Recessions and tight job markets always force some people to take less-desirable or lower-paying work than they are used to. But this recession has been the most punishing job destroyer in at least 60 years, slashing a net total of 6.7 million jobs.
All told, 14.5 million people were out of work last month, with a jobless rate of 9.4 percent. The result is that many people have had to seek jobs they would not have considered in the past.
Take Kristen Thompson. Before the recession, she worked at an upscale Los Angeles-area gym arranging pricey one-on-one personal training sessions. Now she’s a guard at a women’s prison in rural Wyoming.
After the gym laid her off last year, Thompson spent months looking for work. Even fast food restaurants failed to respond to her application. For each opening, dozens of other people seemed willing to work for less money. When she heard that a prison in Lusk, Wyo., (population 1,447) was hiring, she leapt at the chance.

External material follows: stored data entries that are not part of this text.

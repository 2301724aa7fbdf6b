//! # 缩放流水线模块
//!
//! ## 设计思路
//!
//! 这里是唯一委托外部缩放原语的地方。像素重采样本身交给
//! `fast_image_resize`（失败时回退 `image::resize_exact`），本模块只负责
//! “字节 → 图像 → 缩放 → 字节”的串联与资源上限。
//!
//! ## 实现思路
//!
//! 1. 读取 header 尺寸，按像素上限快速拒绝（源图与目标图都要校验）
//! 2. 完整解码
//! 3. 缩放到精确的目标宽高
//! 4. 以源格式重新编码；该格式不可写或编码失败时回退 PNG

use fast_image_resize as fr;
use image::{DynamicImage, GenericImageView, ImageBuffer, ImageFormat, ImageReader, Rgba};
use std::io::Cursor;

use super::source::{CanonicalImage, ResizedImage};
use super::{ResizeError, ResizeQuality, ResizerConfig};

/// 将已编码图片缩放到 `width`×`height` 并重新编码。
pub fn resize_image(
    image: &CanonicalImage,
    width: u32,
    height: u32,
    config: &ResizerConfig,
) -> Result<ResizedImage, ResizeError> {
    if width == 0 || height == 0 {
        return Err(ResizeError::ResizeFailure(format!(
            "目标尺寸必须为正数：{}x{}",
            width, height
        )));
    }
    validate_pixel_limits(config, width, height)?;

    let source_format = image::guess_format(&image.bytes).ok();
    let (header_width, header_height) = inspect_dimensions(&image.bytes)?;
    validate_pixel_limits(config, header_width, header_height)?;

    let decoded = image::load_from_memory(&image.bytes)
        .map_err(|e| ResizeError::ResizeFailure(format!("图片解码失败：{}", e)))?;
    let (source_width, source_height) = decoded.dimensions();

    let resized = match resize_with_fast_image_resize(&decoded, width, height, config.quality) {
        Ok(resized) => resized,
        Err(err) => {
            log::warn!("⚠️ fast_image_resize 缩放失败，回退 image::resize_exact：{}", err);
            decoded.resize_exact(width, height, config.quality.filter())
        }
    };

    let (bytes, format) = encode(&resized, source_format)?;

    log::info!(
        "✅ 缩放完成 - 来源: {} {}x{} -> {}x{} 格式: {:?} 输出: {}KB",
        image.source_hint,
        source_width,
        source_height,
        width,
        height,
        format,
        bytes.len() / 1024
    );

    Ok(ResizedImage {
        bytes,
        format,
        width,
        height,
    })
}

/// 仅通过内存中的图片头信息读取宽高。
fn inspect_dimensions(bytes: &[u8]) -> Result<(u32, u32), ResizeError> {
    ImageReader::new(Cursor::new(bytes))
        .with_guessed_format()
        .map_err(|e| ResizeError::ResizeFailure(format!("无法识别图片格式：{}", e)))?
        .into_dimensions()
        .map_err(|e| ResizeError::ResizeFailure(format!("无法读取图片尺寸：{}", e)))
}

fn validate_pixel_limits(config: &ResizerConfig, width: u32, height: u32) -> Result<(), ResizeError> {
    let pixels = (width as u64) * (height as u64);
    if pixels > config.max_decoded_pixels {
        return Err(ResizeError::ResizeFailure(format!(
            "图片像素过大：{}x{}（限制：{} 像素）",
            width, height, config.max_decoded_pixels
        )));
    }
    Ok(())
}

fn resize_with_fast_image_resize(
    image: &DynamicImage,
    target_width: u32,
    target_height: u32,
    quality: ResizeQuality,
) -> Result<DynamicImage, ResizeError> {
    let src = image.to_rgba8();
    let (src_width, src_height) = src.dimensions();

    let src_image = fr::images::Image::from_vec_u8(
        src_width,
        src_height,
        src.into_raw(),
        fr::PixelType::U8x4,
    )
    .map_err(|e| ResizeError::ResizeFailure(format!("构建源图像缓冲失败：{}", e)))?;

    let mut dst_image = fr::images::Image::new(target_width, target_height, fr::PixelType::U8x4);

    let mut resizer = fr::Resizer::new();
    let options = fr::ResizeOptions::new()
        .resize_alg(fr::ResizeAlg::Convolution(quality.fast_filter()));

    resizer
        .resize(&src_image, &mut dst_image, Some(&options))
        .map_err(|e| ResizeError::ResizeFailure(format!("fast_image_resize 执行失败：{}", e)))?;

    let rgba = ImageBuffer::<Rgba<u8>, Vec<u8>>::from_raw(
        target_width,
        target_height,
        dst_image.into_vec(),
    )
    .ok_or_else(|| ResizeError::ResizeFailure("fast_image_resize 输出缓冲长度异常".to_string()))?;

    Ok(DynamicImage::ImageRgba8(rgba))
}

fn encode(
    image: &DynamicImage,
    source_format: Option<ImageFormat>,
) -> Result<(Vec<u8>, ImageFormat), ResizeError> {
    if let Some(format) = source_format.filter(|f| f.writing_enabled()) {
        match encode_as(image, format) {
            Ok(bytes) => return Ok((bytes, format)),
            Err(err) => log::warn!("⚠️ 无法以 {:?} 编码，回退 PNG：{}", format, err),
        }
    }
    encode_as(image, ImageFormat::Png).map(|bytes| (bytes, ImageFormat::Png))
}

fn encode_as(image: &DynamicImage, format: ImageFormat) -> Result<Vec<u8>, ResizeError> {
    let mut cursor = Cursor::new(Vec::new());
    let result = match format {
        // JPEG 不支持 alpha 通道
        ImageFormat::Jpeg => DynamicImage::ImageRgb8(image.to_rgb8()).write_to(&mut cursor, format),
        _ => image.write_to(&mut cursor, format),
    };
    result.map_err(|e| ResizeError::ResizeFailure(format!("图片编码失败：{}", e)))?;
    Ok(cursor.into_inner())
}

#[cfg(test)]
mod tests {
    use super::*;

    fn encoded(width: u32, height: u32, format: ImageFormat) -> CanonicalImage {
        let img = ImageBuffer::from_fn(width, height, |x, y| {
            Rgba([(x % 255) as u8, (y % 255) as u8, ((x + y) % 255) as u8, 255])
        });
        let dyn_img = match format {
            ImageFormat::Jpeg => DynamicImage::ImageRgb8(DynamicImage::ImageRgba8(img).to_rgb8()),
            _ => DynamicImage::ImageRgba8(img),
        };
        let mut cursor = Cursor::new(Vec::new());
        dyn_img
            .write_to(&mut cursor, format)
            .expect("failed to encode test image");
        CanonicalImage {
            bytes: cursor.into_inner(),
            source_hint: "test",
        }
    }

    fn decoded_dimensions(bytes: &[u8]) -> (u32, u32) {
        image::load_from_memory(bytes).expect("output should decode").dimensions()
    }

    #[test]
    fn png_is_resized_to_exact_target() {
        let input = encoded(320, 200, ImageFormat::Png);
        let output = resize_image(&input, 160, 40, &ResizerConfig::default()).unwrap();

        assert_eq!(output.format, ImageFormat::Png);
        assert_eq!((output.width, output.height), (160, 40));
        assert_eq!(decoded_dimensions(&output.bytes), (160, 40));
        assert_ne!(output.bytes, input.bytes);
    }

    #[test]
    fn jpeg_stays_jpeg() {
        let input = encoded(64, 64, ImageFormat::Jpeg);
        let output = resize_image(&input, 200, 100, &ResizerConfig::default()).unwrap();

        assert_eq!(output.format, ImageFormat::Jpeg);
        assert_eq!(decoded_dimensions(&output.bytes), (200, 100));
    }

    #[test]
    fn one_by_one_target_is_allowed() {
        let input = encoded(50, 30, ImageFormat::Png);
        let output = resize_image(&input, 1, 1, &ResizerConfig::default()).unwrap();
        assert_eq!(decoded_dimensions(&output.bytes), (1, 1));
    }

    #[test]
    fn corrupt_image_is_resize_failure() {
        let mut input = encoded(40, 40, ImageFormat::Png);
        input.bytes.truncate(40);
        let result = resize_image(&input, 10, 10, &ResizerConfig::default());
        assert!(matches!(result, Err(ResizeError::ResizeFailure(_))));

        let garbage = CanonicalImage {
            bytes: vec![1, 2, 3, 4, 5],
            source_hint: "test",
        };
        let result = resize_image(&garbage, 10, 10, &ResizerConfig::default());
        assert!(matches!(result, Err(ResizeError::ResizeFailure(_))));
    }

    #[test]
    fn oversized_target_is_rejected_before_decode() {
        let config = ResizerConfig {
            max_decoded_pixels: 10_000,
            ..ResizerConfig::default()
        };
        let input = encoded(10, 10, ImageFormat::Png);
        let result = resize_image(&input, 1000, 1000, &config);
        assert!(matches!(result, Err(ResizeError::ResizeFailure(_))));
    }

    #[test]
    fn oversized_source_is_rejected_even_for_small_target() {
        let config = ResizerConfig {
            max_decoded_pixels: 100,
            ..ResizerConfig::default()
        };
        let input = encoded(20, 20, ImageFormat::Png);

        let result = resize_image(&input, 5, 5, &config);
        match result {
            Err(ResizeError::ResizeFailure(message)) => assert!(message.contains("20x20")),
            other => panic!("unexpected result: {:?}", other.map(|o| o.format)),
        }
    }

    #[test]
    fn unwritable_source_format_falls_back_to_png() {
        assert!(!ImageFormat::Dds.writing_enabled());
        let image = DynamicImage::ImageRgba8(ImageBuffer::from_pixel(4, 3, Rgba([10, 20, 30, 255])));

        let (bytes, format) = encode(&image, Some(ImageFormat::Dds)).unwrap();

        assert_eq!(format, ImageFormat::Png);
        assert_eq!(image::guess_format(&bytes).unwrap(), ImageFormat::Png);
        assert_eq!(decoded_dimensions(&bytes), (4, 3));

        let (_, format) = encode(&image, None).unwrap();
        assert_eq!(format, ImageFormat::Png);
    }

    #[test]
    fn every_quality_profile_resizes() {
        let input = encoded(90, 60, ImageFormat::Png);
        for quality in [ResizeQuality::Quality, ResizeQuality::Balanced, ResizeQuality::Speed] {
            let config = ResizerConfig {
                quality,
                ..ResizerConfig::default()
            };
            let output = resize_image(&input, 30, 20, &config).unwrap();
            assert_eq!(decoded_dimensions(&output.bytes), (30, 20));
        }
    }
}
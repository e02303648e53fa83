//! Template response wrapper

use askama::Template;
use axum::{
    http::StatusCode,
    response::{Html, IntoResponse, Response},
};

/// Wrapper for rendering templates as HTML responses.
///
/// ```rust,ignore
/// async fn index() -> impl IntoResponse {
///     HtmlTemplate::page(IndexTemplate::default())
/// }
/// ```
pub struct HtmlTemplate<T: Template> {
    template: T,
}

impl<T: Template> HtmlTemplate<T> {
    /// Create a 200 OK page response.
    #[must_use]
    pub fn page(template: T) -> Self {
        Self { template }
    }
}

impl<T: Template> IntoResponse for HtmlTemplate<T> {
    fn into_response(self) -> Response {
        match self.template.render() {
            Ok(html) => Html(html).into_response(),
            Err(err) => {
                tracing::error!("Template rendering error: {}", err);
                (
                    StatusCode::INTERNAL_SERVER_ERROR,
                    Html(format!("<!-- Template error: {} -->", err)),
                )
                    .into_response()
            }
        }
    }
}

#[cfg(test)]
mod tests {
    use super::*;

    #[derive(Template)]
    #[template(source = "<p>Hello, {{ name }}!</p>", ext = "html")]
    struct TestTemplate {
        name: String,
    }

    #[test]
    fn test_html_template_render() {
        let response = HtmlTemplate::page(TestTemplate {
            name: "World".to_string(),
        })
        .into_response();
        assert_eq!(response.status(), StatusCode::OK);
        assert_eq!(
            response.headers().get("content-type").unwrap(),
            "text/html; charset=utf-8"
        );
    }

    #[test]
    fn test_html_template_escapes_values() {
        let html = TestTemplate {
            name: "<script>".to_string(),
        }
        .render()
        .unwrap();
        assert!(html.starts_with("<p>Hello, "));
        assert!(!html.contains("<script>"));
    }
}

In her new job, she patrols cellblocks and monitors the mess hall. Back in L.A., she never had to worry about inmates with weapons or drug stashes or prisoners getting into fights. Yet she’s hardly complaining. It’s a job.
“People have to pay the bills, so what we see is people kind of grasping at straws and taking anything that’s available,” said Matthew Freedman, assistant professor of labor economics at Cornell University.
The desperation of the long-term jobless has rippled through the labor force. More skilled and educated workers have filled clerical or restaurant jobs. So unskilled workers such …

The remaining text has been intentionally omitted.